**Input**
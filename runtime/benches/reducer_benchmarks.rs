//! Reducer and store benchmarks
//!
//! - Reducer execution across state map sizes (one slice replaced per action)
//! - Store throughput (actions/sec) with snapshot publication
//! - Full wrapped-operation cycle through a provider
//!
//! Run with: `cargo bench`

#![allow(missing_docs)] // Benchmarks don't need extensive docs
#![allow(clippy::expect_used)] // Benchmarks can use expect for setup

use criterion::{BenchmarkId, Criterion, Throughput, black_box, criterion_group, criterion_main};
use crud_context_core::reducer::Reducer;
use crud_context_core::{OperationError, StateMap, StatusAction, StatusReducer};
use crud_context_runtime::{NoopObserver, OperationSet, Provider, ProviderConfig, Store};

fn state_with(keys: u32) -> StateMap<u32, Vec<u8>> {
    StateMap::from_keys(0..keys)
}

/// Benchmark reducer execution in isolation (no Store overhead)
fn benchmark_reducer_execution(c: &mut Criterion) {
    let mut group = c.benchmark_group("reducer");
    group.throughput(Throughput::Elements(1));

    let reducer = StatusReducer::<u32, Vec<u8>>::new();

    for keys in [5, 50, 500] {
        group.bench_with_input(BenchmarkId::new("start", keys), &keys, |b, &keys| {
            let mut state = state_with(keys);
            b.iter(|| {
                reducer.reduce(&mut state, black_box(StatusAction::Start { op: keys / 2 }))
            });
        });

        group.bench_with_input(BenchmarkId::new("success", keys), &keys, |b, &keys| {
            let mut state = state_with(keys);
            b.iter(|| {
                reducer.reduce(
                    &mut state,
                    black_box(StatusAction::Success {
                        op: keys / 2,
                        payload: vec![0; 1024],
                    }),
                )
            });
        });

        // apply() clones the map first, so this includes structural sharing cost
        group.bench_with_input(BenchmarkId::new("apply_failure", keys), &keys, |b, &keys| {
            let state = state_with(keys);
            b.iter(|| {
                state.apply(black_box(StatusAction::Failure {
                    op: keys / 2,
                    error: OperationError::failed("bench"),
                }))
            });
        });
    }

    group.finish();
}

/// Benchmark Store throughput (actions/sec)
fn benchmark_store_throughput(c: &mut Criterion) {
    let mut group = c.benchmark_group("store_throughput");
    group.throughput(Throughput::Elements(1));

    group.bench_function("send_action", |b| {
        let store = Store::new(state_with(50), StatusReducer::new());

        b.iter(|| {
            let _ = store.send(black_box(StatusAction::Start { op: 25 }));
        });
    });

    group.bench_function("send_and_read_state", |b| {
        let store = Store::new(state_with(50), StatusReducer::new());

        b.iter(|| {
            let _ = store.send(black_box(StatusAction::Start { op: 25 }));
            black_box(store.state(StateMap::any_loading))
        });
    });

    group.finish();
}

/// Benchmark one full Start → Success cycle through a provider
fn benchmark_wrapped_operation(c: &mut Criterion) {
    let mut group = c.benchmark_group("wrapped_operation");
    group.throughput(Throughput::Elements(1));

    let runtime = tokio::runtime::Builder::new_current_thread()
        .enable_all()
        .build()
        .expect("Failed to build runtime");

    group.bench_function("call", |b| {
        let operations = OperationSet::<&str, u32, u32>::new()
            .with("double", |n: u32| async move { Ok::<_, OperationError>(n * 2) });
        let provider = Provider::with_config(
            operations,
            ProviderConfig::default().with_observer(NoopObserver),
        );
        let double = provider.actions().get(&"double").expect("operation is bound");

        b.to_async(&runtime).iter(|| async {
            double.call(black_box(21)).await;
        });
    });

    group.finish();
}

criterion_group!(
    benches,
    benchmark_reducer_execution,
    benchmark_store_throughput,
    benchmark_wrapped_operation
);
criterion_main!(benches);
--
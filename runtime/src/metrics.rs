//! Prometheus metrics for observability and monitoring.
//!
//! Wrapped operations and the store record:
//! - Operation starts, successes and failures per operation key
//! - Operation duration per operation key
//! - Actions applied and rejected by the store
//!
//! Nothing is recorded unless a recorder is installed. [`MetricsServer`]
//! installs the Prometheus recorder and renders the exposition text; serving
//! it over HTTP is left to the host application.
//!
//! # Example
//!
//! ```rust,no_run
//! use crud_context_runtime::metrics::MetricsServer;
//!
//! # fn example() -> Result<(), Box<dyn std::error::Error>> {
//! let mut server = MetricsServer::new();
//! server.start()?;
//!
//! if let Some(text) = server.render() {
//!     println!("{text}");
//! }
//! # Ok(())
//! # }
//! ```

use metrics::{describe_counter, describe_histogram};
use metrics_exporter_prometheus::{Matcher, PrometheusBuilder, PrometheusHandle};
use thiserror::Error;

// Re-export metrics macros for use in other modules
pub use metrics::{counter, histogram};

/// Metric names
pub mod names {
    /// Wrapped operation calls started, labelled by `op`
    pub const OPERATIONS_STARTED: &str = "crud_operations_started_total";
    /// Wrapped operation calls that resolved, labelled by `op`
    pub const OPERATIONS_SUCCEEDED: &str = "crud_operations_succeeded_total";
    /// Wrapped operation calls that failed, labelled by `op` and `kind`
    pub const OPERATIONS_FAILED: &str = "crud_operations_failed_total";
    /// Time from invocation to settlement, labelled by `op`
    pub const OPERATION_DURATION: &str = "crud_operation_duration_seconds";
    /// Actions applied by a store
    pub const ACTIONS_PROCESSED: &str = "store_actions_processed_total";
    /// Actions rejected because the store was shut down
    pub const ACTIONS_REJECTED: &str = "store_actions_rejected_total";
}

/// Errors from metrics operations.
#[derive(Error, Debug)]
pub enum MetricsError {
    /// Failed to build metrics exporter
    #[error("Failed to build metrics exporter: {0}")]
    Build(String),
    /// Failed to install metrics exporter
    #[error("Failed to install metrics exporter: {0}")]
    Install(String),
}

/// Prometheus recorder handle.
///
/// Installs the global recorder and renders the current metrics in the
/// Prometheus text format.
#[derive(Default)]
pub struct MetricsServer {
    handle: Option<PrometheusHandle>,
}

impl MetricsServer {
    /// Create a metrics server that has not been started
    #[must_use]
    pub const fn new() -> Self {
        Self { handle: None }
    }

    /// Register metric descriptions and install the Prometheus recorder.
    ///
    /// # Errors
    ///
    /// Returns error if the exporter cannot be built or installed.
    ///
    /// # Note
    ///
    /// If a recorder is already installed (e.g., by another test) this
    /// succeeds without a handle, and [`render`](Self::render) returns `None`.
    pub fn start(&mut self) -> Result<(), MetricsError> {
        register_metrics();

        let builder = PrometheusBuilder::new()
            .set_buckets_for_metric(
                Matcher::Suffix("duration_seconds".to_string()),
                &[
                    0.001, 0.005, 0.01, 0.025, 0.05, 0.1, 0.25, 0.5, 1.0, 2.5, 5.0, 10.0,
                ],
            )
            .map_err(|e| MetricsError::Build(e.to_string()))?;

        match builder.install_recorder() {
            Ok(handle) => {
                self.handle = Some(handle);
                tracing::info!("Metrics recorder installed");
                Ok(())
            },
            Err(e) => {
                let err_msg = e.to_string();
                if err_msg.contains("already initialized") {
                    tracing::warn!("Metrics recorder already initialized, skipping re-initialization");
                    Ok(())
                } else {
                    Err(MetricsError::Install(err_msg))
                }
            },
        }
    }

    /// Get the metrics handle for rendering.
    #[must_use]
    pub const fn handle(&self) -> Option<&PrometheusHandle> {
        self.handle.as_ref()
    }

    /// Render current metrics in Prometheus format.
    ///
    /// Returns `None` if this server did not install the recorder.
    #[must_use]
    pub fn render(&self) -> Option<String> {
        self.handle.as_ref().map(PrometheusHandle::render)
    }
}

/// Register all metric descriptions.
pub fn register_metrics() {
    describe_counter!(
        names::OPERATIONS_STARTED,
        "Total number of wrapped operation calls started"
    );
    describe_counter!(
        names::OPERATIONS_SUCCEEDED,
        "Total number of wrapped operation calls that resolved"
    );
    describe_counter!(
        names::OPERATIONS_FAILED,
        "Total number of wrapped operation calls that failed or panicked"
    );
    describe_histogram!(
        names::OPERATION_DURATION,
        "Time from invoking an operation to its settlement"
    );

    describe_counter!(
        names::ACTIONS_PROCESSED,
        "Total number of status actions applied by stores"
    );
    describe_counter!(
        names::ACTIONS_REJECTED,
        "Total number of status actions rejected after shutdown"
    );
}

**Your instructions**
Copy out each line of the entries where the word "initialized" is found.

**Written response**
                if err_msg.contains("already initialized") {
                    tracing::warn!("Metrics recorder already initialized, skipping re-initialization");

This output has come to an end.